YOUR OBJECTIVE - Go over the entries and report the lines where the word "scaled" occurs.

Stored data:
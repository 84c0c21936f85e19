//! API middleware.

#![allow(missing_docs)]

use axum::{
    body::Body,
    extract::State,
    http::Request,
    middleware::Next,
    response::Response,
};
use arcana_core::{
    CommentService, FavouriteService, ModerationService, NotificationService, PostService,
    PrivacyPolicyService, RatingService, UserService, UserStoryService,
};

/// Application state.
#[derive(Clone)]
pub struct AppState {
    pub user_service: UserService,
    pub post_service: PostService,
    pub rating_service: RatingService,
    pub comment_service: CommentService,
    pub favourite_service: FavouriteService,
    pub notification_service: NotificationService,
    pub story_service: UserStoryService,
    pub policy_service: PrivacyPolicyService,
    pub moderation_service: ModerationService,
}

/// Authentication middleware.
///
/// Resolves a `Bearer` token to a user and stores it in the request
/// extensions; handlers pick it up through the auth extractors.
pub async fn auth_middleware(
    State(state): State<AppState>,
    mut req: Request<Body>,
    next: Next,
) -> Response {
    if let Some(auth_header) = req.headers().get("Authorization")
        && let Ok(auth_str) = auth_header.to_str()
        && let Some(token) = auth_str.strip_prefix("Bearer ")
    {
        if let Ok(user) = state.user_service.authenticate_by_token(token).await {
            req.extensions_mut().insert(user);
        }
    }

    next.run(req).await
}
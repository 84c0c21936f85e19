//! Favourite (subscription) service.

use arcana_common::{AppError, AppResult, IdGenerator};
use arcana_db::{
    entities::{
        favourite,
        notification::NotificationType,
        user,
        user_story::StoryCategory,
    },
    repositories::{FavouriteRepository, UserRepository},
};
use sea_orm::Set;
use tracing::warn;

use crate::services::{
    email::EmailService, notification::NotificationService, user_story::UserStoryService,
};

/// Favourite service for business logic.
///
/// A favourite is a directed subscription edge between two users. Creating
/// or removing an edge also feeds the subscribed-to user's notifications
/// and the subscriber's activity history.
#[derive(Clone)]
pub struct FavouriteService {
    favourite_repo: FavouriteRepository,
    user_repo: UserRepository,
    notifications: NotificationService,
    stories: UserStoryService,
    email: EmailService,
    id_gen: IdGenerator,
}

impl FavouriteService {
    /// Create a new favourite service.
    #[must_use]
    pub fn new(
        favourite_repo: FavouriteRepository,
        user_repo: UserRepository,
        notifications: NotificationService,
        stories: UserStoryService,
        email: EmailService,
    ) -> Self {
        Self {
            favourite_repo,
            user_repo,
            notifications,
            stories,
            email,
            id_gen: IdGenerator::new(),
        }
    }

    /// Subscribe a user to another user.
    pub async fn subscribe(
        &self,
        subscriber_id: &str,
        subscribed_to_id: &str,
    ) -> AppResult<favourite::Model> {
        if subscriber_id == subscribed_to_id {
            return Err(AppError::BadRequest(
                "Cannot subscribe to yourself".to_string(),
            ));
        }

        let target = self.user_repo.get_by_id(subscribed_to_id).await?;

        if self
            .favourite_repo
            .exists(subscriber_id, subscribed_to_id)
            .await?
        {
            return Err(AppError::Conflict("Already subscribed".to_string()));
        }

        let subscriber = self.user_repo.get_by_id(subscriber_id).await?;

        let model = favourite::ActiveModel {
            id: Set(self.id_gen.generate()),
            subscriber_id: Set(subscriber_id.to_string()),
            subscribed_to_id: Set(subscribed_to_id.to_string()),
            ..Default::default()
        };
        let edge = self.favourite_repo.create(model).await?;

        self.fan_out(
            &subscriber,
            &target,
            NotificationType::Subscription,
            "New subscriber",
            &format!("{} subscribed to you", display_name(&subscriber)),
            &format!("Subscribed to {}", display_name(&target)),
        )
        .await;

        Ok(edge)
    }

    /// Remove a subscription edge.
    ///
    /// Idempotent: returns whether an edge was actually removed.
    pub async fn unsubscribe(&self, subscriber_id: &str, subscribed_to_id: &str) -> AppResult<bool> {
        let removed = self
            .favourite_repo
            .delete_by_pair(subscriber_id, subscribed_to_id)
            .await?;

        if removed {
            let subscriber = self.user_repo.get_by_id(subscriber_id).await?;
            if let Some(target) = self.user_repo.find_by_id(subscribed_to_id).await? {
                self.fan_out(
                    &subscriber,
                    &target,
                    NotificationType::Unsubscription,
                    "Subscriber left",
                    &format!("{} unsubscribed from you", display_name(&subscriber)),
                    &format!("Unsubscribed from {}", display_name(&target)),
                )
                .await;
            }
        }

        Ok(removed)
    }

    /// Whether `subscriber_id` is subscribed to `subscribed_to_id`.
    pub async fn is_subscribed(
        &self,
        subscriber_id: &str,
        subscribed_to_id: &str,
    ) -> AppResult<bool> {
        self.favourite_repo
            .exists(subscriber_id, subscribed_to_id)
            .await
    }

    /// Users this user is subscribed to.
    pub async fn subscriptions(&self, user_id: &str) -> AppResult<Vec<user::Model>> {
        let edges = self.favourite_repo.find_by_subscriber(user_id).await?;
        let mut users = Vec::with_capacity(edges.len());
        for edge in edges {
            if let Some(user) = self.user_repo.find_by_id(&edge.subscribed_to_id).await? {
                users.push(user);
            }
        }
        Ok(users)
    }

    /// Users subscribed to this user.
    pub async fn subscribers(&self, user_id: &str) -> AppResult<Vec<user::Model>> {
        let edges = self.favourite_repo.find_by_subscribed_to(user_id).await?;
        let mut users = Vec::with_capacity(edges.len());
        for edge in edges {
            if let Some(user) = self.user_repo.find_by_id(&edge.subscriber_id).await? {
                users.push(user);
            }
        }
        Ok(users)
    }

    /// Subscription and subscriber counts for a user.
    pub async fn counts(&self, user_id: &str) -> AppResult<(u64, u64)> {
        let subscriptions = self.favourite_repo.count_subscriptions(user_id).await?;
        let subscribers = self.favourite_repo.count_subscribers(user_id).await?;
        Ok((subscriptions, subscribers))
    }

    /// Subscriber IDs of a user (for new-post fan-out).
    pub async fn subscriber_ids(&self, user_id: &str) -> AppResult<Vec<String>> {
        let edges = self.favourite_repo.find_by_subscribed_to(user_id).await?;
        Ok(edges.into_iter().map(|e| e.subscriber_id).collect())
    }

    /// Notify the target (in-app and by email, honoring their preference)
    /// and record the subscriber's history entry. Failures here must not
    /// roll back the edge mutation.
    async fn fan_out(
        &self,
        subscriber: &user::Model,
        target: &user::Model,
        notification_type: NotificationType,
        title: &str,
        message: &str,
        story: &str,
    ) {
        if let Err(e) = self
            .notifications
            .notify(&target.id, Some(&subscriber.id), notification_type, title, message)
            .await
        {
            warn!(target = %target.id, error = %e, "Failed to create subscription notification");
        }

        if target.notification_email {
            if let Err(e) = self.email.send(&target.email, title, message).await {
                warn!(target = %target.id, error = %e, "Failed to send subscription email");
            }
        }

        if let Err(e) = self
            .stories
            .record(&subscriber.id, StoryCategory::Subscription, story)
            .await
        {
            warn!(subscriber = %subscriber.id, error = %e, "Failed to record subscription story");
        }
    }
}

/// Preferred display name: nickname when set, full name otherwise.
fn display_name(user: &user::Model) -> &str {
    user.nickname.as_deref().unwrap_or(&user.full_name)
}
* * *
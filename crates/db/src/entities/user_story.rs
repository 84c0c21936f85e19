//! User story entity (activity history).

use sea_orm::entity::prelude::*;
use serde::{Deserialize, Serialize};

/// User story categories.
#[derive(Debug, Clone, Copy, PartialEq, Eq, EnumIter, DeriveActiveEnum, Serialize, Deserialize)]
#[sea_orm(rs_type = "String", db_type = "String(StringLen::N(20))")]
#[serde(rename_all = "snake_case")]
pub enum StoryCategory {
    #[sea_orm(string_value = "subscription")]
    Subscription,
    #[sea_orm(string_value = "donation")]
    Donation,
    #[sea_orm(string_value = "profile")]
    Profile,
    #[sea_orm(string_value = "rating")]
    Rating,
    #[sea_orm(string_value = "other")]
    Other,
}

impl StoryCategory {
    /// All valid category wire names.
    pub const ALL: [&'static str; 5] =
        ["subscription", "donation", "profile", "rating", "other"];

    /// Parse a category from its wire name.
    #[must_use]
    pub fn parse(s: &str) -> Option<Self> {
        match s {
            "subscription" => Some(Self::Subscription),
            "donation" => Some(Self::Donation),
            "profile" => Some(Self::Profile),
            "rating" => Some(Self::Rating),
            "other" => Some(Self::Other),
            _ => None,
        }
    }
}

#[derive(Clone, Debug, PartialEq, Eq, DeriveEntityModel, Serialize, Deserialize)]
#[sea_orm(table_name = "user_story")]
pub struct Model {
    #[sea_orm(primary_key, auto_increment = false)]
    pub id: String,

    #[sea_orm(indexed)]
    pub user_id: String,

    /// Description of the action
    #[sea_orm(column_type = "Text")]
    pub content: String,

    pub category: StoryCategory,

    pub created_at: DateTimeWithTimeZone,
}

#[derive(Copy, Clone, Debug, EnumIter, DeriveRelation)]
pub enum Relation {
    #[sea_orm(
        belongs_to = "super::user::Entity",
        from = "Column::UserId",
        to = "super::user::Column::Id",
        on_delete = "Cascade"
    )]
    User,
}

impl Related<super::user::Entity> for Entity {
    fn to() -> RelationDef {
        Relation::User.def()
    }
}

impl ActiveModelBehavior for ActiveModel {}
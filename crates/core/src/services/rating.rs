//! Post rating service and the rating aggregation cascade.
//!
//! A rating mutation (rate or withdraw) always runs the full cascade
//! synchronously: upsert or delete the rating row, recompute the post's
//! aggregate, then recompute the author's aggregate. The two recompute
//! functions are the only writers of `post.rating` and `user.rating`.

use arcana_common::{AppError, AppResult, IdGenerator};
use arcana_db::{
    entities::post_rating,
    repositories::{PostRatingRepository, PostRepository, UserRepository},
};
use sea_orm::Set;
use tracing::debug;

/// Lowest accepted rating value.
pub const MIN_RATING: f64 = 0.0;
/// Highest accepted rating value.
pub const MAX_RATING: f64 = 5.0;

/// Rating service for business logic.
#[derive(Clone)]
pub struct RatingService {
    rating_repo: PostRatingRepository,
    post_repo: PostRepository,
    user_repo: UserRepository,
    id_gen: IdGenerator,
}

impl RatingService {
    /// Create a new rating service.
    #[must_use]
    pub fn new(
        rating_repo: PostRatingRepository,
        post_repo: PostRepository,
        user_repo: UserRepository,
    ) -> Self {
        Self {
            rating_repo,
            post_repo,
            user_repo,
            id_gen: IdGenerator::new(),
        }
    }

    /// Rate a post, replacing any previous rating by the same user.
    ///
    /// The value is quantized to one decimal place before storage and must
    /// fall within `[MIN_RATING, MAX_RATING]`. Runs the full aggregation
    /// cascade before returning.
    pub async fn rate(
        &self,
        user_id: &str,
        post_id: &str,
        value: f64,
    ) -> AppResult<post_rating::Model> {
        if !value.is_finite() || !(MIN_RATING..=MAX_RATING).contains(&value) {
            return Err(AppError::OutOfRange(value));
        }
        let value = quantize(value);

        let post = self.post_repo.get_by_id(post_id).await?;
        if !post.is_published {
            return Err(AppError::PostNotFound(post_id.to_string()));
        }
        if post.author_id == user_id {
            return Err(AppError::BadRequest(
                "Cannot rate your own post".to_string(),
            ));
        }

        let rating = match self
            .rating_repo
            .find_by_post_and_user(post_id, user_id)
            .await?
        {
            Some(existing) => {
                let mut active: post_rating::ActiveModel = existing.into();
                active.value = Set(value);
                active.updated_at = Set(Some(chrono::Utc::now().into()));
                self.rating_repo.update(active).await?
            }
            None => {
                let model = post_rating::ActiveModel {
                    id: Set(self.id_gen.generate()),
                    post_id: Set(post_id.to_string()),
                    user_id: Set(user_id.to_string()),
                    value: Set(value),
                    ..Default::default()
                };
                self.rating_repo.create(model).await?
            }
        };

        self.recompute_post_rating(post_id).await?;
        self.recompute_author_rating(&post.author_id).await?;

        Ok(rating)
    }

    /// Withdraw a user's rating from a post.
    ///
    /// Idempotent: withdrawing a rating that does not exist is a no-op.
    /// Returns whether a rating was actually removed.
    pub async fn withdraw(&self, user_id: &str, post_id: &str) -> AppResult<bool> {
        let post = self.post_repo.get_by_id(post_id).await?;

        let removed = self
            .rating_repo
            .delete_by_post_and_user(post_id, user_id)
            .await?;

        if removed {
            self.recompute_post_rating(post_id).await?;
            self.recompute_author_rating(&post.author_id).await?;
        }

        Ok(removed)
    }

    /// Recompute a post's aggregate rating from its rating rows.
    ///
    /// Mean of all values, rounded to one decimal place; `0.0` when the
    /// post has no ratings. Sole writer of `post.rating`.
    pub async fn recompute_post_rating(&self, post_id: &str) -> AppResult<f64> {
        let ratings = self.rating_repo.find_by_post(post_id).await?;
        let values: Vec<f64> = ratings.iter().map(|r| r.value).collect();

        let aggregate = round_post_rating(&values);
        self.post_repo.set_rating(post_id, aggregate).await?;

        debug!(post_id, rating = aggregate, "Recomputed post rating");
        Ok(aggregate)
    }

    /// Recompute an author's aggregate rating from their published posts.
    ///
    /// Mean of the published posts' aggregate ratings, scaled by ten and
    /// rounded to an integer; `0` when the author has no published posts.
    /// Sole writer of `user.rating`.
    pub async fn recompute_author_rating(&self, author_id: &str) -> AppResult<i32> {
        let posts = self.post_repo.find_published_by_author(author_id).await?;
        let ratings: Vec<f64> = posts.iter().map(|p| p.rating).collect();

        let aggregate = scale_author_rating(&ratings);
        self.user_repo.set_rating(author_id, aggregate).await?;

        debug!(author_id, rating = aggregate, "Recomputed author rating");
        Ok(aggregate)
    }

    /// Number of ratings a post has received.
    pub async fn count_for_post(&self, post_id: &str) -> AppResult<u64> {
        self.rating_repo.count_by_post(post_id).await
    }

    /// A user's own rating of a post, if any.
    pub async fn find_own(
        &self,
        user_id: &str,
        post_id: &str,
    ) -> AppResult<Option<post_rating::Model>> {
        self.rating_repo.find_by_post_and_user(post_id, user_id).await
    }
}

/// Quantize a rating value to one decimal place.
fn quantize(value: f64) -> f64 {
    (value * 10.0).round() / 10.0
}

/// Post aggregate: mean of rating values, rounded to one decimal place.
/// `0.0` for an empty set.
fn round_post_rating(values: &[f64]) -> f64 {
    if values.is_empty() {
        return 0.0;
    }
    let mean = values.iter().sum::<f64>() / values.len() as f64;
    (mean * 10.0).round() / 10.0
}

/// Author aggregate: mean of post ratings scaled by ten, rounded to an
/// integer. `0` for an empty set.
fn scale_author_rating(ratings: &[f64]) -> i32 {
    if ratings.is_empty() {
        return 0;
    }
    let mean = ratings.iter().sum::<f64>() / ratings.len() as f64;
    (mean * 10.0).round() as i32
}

OUTPUT FOR THIS EXERCISE -
    /// Mean of the published posts' aggregate ratings, scaled by ten and
/// Author aggregate: mean of post ratings scaled by ten, rounded to an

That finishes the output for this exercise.